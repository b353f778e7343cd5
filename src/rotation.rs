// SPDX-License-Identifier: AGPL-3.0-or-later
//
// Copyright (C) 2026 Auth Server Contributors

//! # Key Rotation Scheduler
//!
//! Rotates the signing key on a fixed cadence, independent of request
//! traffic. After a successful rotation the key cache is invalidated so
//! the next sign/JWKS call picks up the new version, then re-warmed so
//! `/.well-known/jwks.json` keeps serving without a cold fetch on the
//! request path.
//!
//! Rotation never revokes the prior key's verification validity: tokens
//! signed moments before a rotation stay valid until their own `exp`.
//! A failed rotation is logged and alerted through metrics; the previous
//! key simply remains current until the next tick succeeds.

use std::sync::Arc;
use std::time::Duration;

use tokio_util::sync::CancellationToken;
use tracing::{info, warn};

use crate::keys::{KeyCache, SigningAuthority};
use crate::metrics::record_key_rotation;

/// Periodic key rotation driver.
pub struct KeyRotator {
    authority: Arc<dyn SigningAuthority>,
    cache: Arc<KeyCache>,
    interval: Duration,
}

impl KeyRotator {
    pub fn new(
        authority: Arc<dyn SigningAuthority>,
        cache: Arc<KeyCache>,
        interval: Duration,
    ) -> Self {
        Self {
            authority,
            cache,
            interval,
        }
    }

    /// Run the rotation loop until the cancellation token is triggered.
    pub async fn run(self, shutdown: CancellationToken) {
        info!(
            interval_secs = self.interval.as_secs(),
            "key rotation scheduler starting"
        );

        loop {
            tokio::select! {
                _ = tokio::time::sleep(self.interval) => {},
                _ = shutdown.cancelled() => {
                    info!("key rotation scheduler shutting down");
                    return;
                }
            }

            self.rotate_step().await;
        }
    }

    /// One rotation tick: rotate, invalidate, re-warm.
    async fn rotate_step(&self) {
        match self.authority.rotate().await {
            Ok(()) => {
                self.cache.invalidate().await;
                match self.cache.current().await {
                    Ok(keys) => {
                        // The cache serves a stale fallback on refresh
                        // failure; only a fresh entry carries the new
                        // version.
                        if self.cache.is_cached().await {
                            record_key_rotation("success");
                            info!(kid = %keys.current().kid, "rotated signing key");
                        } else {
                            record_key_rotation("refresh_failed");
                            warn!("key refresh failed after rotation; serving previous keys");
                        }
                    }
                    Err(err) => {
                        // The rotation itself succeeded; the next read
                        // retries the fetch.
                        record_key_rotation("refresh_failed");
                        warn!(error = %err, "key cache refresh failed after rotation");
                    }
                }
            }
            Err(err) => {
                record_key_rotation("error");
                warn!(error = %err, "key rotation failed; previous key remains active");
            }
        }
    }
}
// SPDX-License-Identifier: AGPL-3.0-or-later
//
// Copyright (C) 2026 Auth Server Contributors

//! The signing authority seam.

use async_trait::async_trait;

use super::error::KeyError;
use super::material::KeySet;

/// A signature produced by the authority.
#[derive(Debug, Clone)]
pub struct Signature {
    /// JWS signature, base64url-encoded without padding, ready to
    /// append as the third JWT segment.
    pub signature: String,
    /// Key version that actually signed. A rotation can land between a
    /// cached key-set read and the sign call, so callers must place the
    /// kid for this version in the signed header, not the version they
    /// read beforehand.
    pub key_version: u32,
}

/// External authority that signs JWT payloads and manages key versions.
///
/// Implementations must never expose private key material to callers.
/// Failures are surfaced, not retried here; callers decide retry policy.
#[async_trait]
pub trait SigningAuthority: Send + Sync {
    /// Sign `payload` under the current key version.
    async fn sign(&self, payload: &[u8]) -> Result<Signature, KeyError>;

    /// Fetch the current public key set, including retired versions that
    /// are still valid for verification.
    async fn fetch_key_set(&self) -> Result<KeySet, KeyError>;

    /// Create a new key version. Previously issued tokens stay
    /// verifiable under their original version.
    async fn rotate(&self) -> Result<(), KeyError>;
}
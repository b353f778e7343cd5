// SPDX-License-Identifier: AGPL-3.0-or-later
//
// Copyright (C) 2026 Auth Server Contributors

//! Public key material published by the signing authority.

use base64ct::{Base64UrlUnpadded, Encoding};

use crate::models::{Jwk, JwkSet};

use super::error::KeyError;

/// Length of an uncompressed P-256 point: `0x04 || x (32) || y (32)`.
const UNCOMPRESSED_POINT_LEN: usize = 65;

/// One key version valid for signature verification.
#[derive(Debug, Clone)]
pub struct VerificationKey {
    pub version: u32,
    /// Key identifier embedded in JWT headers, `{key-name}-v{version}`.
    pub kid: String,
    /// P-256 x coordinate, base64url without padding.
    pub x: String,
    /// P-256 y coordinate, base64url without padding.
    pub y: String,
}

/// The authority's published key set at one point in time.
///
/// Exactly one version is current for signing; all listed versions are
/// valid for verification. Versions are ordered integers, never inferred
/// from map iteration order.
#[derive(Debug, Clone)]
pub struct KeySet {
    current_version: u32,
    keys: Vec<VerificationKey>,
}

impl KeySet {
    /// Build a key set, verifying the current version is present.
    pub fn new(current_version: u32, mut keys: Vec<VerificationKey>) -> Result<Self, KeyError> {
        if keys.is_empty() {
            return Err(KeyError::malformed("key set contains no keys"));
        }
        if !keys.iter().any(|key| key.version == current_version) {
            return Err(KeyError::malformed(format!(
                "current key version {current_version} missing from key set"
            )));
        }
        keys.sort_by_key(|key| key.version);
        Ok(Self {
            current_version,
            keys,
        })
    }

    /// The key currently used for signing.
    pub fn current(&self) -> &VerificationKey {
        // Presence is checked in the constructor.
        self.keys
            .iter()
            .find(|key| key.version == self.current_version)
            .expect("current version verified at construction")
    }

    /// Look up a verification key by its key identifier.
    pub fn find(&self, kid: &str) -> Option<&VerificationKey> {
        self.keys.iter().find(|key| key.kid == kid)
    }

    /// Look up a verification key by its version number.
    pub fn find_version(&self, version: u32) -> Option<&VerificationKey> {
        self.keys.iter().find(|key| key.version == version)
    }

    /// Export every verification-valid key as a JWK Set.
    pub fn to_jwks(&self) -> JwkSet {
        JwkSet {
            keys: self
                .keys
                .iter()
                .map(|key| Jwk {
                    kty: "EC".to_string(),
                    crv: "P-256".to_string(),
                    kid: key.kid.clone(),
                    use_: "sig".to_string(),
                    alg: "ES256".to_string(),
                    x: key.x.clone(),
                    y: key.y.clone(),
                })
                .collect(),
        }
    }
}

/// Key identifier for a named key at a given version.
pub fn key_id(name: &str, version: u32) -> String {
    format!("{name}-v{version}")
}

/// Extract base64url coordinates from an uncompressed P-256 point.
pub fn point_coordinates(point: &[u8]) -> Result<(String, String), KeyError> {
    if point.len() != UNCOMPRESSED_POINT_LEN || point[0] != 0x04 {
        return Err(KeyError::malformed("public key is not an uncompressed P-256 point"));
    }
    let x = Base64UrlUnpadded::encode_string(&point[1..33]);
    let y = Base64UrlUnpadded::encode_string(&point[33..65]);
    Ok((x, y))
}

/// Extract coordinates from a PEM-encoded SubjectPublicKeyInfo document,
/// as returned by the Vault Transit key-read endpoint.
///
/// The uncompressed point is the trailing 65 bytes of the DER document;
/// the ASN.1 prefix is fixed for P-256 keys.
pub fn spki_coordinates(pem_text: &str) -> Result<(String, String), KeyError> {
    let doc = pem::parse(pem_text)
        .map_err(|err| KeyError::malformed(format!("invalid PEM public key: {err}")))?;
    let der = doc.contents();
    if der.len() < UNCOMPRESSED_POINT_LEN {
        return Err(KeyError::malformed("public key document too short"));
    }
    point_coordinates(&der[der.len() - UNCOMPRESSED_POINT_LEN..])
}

Description of the task>
Return the entries above unchanged, starting at the first line and stopping after the line with "self.cache.invalidate().await;".

Task response>
repository b353f778e7343cd5
filename src/rotation.rs
// SPDX-License-Identifier: AGPL-3.0-or-later
//
// Copyright (C) 2026 Auth Server Contributors

//! # Key Rotation Scheduler
//!
//! Rotates the signing key on a fixed cadence, independent of request
//! traffic. After a successful rotation the key cache is invalidated so
//! the next sign/JWKS call picks up the new version, then re-warmed so
//! `/.well-known/jwks.json` keeps serving without a cold fetch on the
//! request path.
//!
//! Rotation never revokes the prior key's verification validity: tokens
//! signed moments before a rotation stay valid until their own `exp`.
//! A failed rotation is logged and alerted through metrics; the previous
//! key simply remains current until the next tick succeeds.

use std::sync::Arc;
use std::time::Duration;

use tokio_util::sync::CancellationToken;
use tracing::{info, warn};

use crate::keys::{KeyCache, SigningAuthority};
use crate::metrics::record_key_rotation;

/// Periodic key rotation driver.
pub struct KeyRotator {
    authority: Arc<dyn SigningAuthority>,
    cache: Arc<KeyCache>,
    interval: Duration,
}

impl KeyRotator {
    pub fn new(
        authority: Arc<dyn SigningAuthority>,
        cache: Arc<KeyCache>,
        interval: Duration,
    ) -> Self {
        Self {
            authority,
            cache,
            interval,
        }
    }

    /// Run the rotation loop until the cancellation token is triggered.
    pub async fn run(self, shutdown: CancellationToken) {
        info!(
            interval_secs = self.interval.as_secs(),
            "key rotation scheduler starting"
        );

        loop {
            tokio::select! {
                _ = tokio::time::sleep(self.interval) => {},
                _ = shutdown.cancelled() => {
                    info!("key rotation scheduler shutting down");
                    return;
                }
            }

            self.rotate_step().await;
        }
    }

    /// One rotation tick: rotate, invalidate, re-warm.
    async fn rotate_step(&self) {
        match self.authority.rotate().await {
            Ok(()) => {
                self.cache.invalidate().await;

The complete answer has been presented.